Figure 2. Characterization of the potency and kinetics of synaptic modulation by [Leu5]-enkephalin (LE) at mu (MOR) and delta opioid receptors (DOR) using caged peptides.

Figure 2.

(A) Left: Schematic of the experimental configuration for photo-uncaging of opioid neuropeptides while recording electrically evoked inhibitory synaptic transmission in wild-type mice. Right: Schematic of photoreleasing LE (cyan) from N-MNVOC-LE or CYLE (cyan with purple caging group) in the presence of selective antagonists to isolate its action on either MOR (blue, in TIPP-Psi) or DOR (red, in CTOP). (B) Example recording showing graded suppression of inhibitory synaptic transmission by uncaging N-MNVOC-LE at various light intensities. Inset: Example electrically evoked IPSC (eIPSCs) before (black) and after LE uncaging at each light intensity. Scale bars: x = 20 ms, y = 100 pA. (C) Linear optical power-response curves of eIPSC suppression as a function of light intensity, in the absence (black, n = 6–12 cells per laser intensity) and presence of either CTOP (red, n = 5–8 cells) or TIPP-Psi (blue, n = 4–10 cells). (D) Logarithmic optical power-response curves of the data in (C) normalized to the maximal eIPSC suppression observed in each condition. (E) Representative recording from a pyramidal cell demonstrating rapid suppression of eIPSC amplitude in response to photoactivation of CYLE during 10 Hz trains of electrical stimuli. Purple arrow represents CYLE uncaging at 2 s into the 10 Hz train. Outward stimulus artifacts are removed for clarity.
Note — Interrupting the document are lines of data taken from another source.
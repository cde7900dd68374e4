//! Percentage and ratio helpers shared by the metrics

use num_traits::ToPrimitive;

/// `part / whole × 100`, zero when `whole` is zero
pub fn percent<P: ToPrimitive, W: ToPrimitive>(part: P, whole: W) -> f64 {
    let part = part.to_f64().unwrap_or(0.0);
    let whole = whole.to_f64().unwrap_or(0.0);
    if whole <= 0.0 {
        return 0.0;
    }
    part / whole * 100.0
}

/// Arithmetic mean, zero for an empty sequence
pub fn mean<I>(values: I) -> f64
where
    I: IntoIterator,
    I::Item: ToPrimitive,
{
    let (sum, count) = values
        .into_iter()
        .fold((0.0, 0_usize), |(sum, count), value| {
            (sum + value.to_f64().unwrap_or(0.0), count + 1)
        });
    if count == 0 { 0.0 } else { sum / count as f64 }
}

/// Smallest value over the largest, as a percentage
///
/// Zero when the sequence is empty or the largest value is not positive.
pub fn min_max_ratio<I>(values: I) -> f64
where
    I: IntoIterator,
    I::Item: ToPrimitive,
{
    let mut min = f64::INFINITY;
    let mut max = f64::NEG_INFINITY;
    for value in values {
        let value = value.to_f64().unwrap_or(0.0);
        min = min.min(value);
        max = max.max(value);
    }
    if max <= 0.0 {
        return 0.0;
    }
    min / max * 100.0
}

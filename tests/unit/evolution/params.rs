//! Tests for fitness axes, pressures and parameter validation

#[cfg(test)]
mod tests {
    use crate::fixtures::{assert_close, map};
    use mapsmith::evolution::params::{
        ArchiveParams, AxisLabels, Direction, FitnessAxis, GaParams, Pressure,
    };
    use mapsmith::io::error::MapError;
    use mapsmith::metrics::MapStats;

    fn scored(symmetry: f64, exploration: f64) -> mapsmith::board::MapCandidate {
        let mut candidate = map(&[".."]);
        let mut stats = MapStats::default();
        stats.fitness.overall_symmetry = symmetry;
        stats.entity.exploration = exploration;
        candidate.apply_scores(true, stats);
        candidate
    }

    // Tests axes read the matching stored metric
    // Verified by reading exploration fairness for exploration
    #[test]
    fn test_axis_values() {
        let candidate = scored(80.0, 25.0);
        assert_close(FitnessAxis::Symmetry.value(&candidate), 80.0);
        assert_close(FitnessAxis::Exploration.value(&candidate), 25.0);
        assert_close(FitnessAxis::PlayerBalance.value(&candidate), 0.0);
        assert_close(FitnessAxis::Exploration.fraction(&candidate), 0.25);
        assert_eq!(FitnessAxis::ALL.len(), 5);
    }

    // Tests fractions clamp into the unit range
    // Verified by removing the clamp
    #[test]
    fn test_fraction_clamps() {
        let candidate = scored(150.0, -10.0);
        assert_close(FitnessAxis::Symmetry.fraction(&candidate), 1.0);
        assert_close(FitnessAxis::Exploration.fraction(&candidate), 0.0);
    }

    // Tests minimising pressure negates the key
    // Verified by returning the raw value for both directions
    #[test]
    fn test_pressure_keys() {
        let candidate = scored(40.0, 0.0);
        assert_close(Pressure::maximise(FitnessAxis::Symmetry).key(&candidate), 40.0);
        assert_close(Pressure::minimise(FitnessAxis::Symmetry).key(&candidate), -40.0);
        assert_eq!(
            Pressure::minimise(FitnessAxis::SafeAreas).direction,
            Direction::Minimise
        );
    }

    // Tests the step schedules
    // Verified by reordering the default schedule
    #[test]
    fn test_schedules() {
        let (x, y) = (FitnessAxis::Symmetry, FitnessAxis::SafeAreas);
        assert_eq!(
            Pressure::default_schedule(x, y),
            vec![
                Pressure::maximise(x),
                Pressure::minimise(x),
                Pressure::minimise(x),
                Pressure::maximise(y),
            ]
        );
        assert_eq!(
            Pressure::four_corners(x, y),
            vec![
                Pressure::maximise(x),
                Pressure::minimise(x),
                Pressure::maximise(y),
                Pressure::minimise(y),
            ]
        );
    }

    // Tests GA defaults and validation
    // Verified by accepting an empty population
    #[test]
    fn test_ga_params_validation() {
        let defaults = GaParams::default();
        assert_eq!(defaults.population_size, 12);
        assert_eq!(defaults.generation_count, 10);
        assert_eq!(defaults.max_initial_mutation, 10);
        assert!(defaults.generate_entities);
        assert!(defaults.validate().is_ok());

        let empty = GaParams {
            population_size: 0,
            ..GaParams::default()
        };
        assert!(matches!(
            empty.validate(),
            Err(MapError::InvalidParameter {
                parameter: "population_size",
                ..
            })
        ));

        let same_axes = GaParams {
            y_axis: FitnessAxis::Symmetry,
            ..GaParams::default()
        };
        assert!(same_axes.validate().is_err());
    }

    // Tests archive defaults, schedule fallback and validation
    // Verified by ignoring an explicit schedule
    #[test]
    fn test_archive_params() {
        let defaults = ArchiveParams::default();
        assert_eq!((defaults.width, defaults.height, defaults.steps), (10, 10, 1));
        let (x, y) = (FitnessAxis::Symmetry, FitnessAxis::PlayerBalance);
        assert_eq!(defaults.schedule_for(x, y), Pressure::default_schedule(x, y));
        assert!(defaults.validate().is_ok());

        let custom = ArchiveParams {
            schedule: Some(vec![Pressure::maximise(y)]),
            ..ArchiveParams::default()
        };
        assert_eq!(custom.schedule_for(x, y), vec![Pressure::maximise(y)]);

        let flat = ArchiveParams {
            height: 0,
            ..ArchiveParams::default()
        };
        assert!(flat.validate().is_err());
        let idle = ArchiveParams {
            schedule: Some(Vec::new()),
            ..ArchiveParams::default()
        };
        assert!(idle.validate().is_err());
    }

    // Tests axis labels
    // Verified by swapping two label fields
    #[test]
    fn test_axis_labels() {
        let labels = AxisLabels::default();
        assert_eq!(labels.label(FitnessAxis::PlayerBalance), "Player Balance");
        assert_eq!(labels.label(FitnessAxis::ResourceSafety), "Resource Safety");
        let renamed = AxisLabels {
            symmetry: "Mirror".to_owned(),
            ..AxisLabels::default()
        };
        assert_eq!(renamed.label(FitnessAxis::Symmetry), "Mirror");
    }
}
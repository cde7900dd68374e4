//! Evolutionary map search
//!
//! The genetic algorithm evolves tile genomes under one selection pressure at
//! a time. MAP-Elites drives it through a pressure schedule and keeps the
//! best map found for each region of a two-axis fitness plane.

/// MAP-Elites archive and bucketing
pub mod archive;
/// MAP-Elites driver
pub mod elites;
/// Tile gene pools
pub mod genes;
/// Generational GA
pub mod genetic;
/// Fitness axes, pressures and search settings
pub mod params;

pub use archive::Archive;
pub use elites::MapElites;
pub use genetic::GeneticAlgorithm;
pub use params::{ArchiveParams, FitnessAxis, GaParams, Pressure};
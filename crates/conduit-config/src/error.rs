//! Configuration error types.

use conduit_llm::ErrorKind;

/// Result type alias for config operations.
pub type Result<T> = std::result::Result<T, ConfigError>;

/// Errors that can occur during configuration loading.
#[derive(Debug, thiserror::Error)]
pub enum ConfigError {
    /// Failed to read a config file.
    #[error("failed to read config file '{path}': {source}")]
    ReadFile {
        path: String,
        source: std::io::Error,
    },

    /// Failed to parse TOML.
    #[error("failed to parse config: {0}")]
    Parse(#[from] toml::de::Error),

    /// Missing required field.
    #[error("missing required field '{field}' in {context}")]
    MissingField { field: String, context: String },

    /// A field holds a value outside its allowed set.
    #[error("invalid value for '{field}': {message}")]
    InvalidValue { field: String, message: String },
}

impl ConfigError {
    /// Classify this error.
    pub fn kind(&self) -> ErrorKind {
        match self {
            Self::ReadFile { .. } => ErrorKind::Internal,
            Self::Parse(_) | Self::MissingField { .. } | Self::InvalidValue { .. } => {
                ErrorKind::BadParameter
            }
        }
    }
}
Scale bars: x = 1 s, y = 100 pA. (F) Average, baseline subtracted and baseline-normalized eIPSC amplitude showing the kinetics of synaptic suppression with electrical stimulation at 10 Hz in the absence (artificial cerebrospinal fluid [ACSF], n = 9 cells from six mice) and presence of either CTOP (n = 12 cells from seven mice) or TIPP-Psi (n = 8 cells from six mice). (G) Time constants of synaptic suppression in response to CYLE photoactivation with an 84 mW light flash at the indicated frequencies of synaptic stimulation. At 20 Hz, the time constant in TIPP-Psi was significantly greater than the time constant without any antagonists. (H) Plot of eIPSC suppression as a function of synaptic stimulation frequency.

Figure 2—source data 1. Power-response curves and onset kinetics at presynaptic MOR and DOR.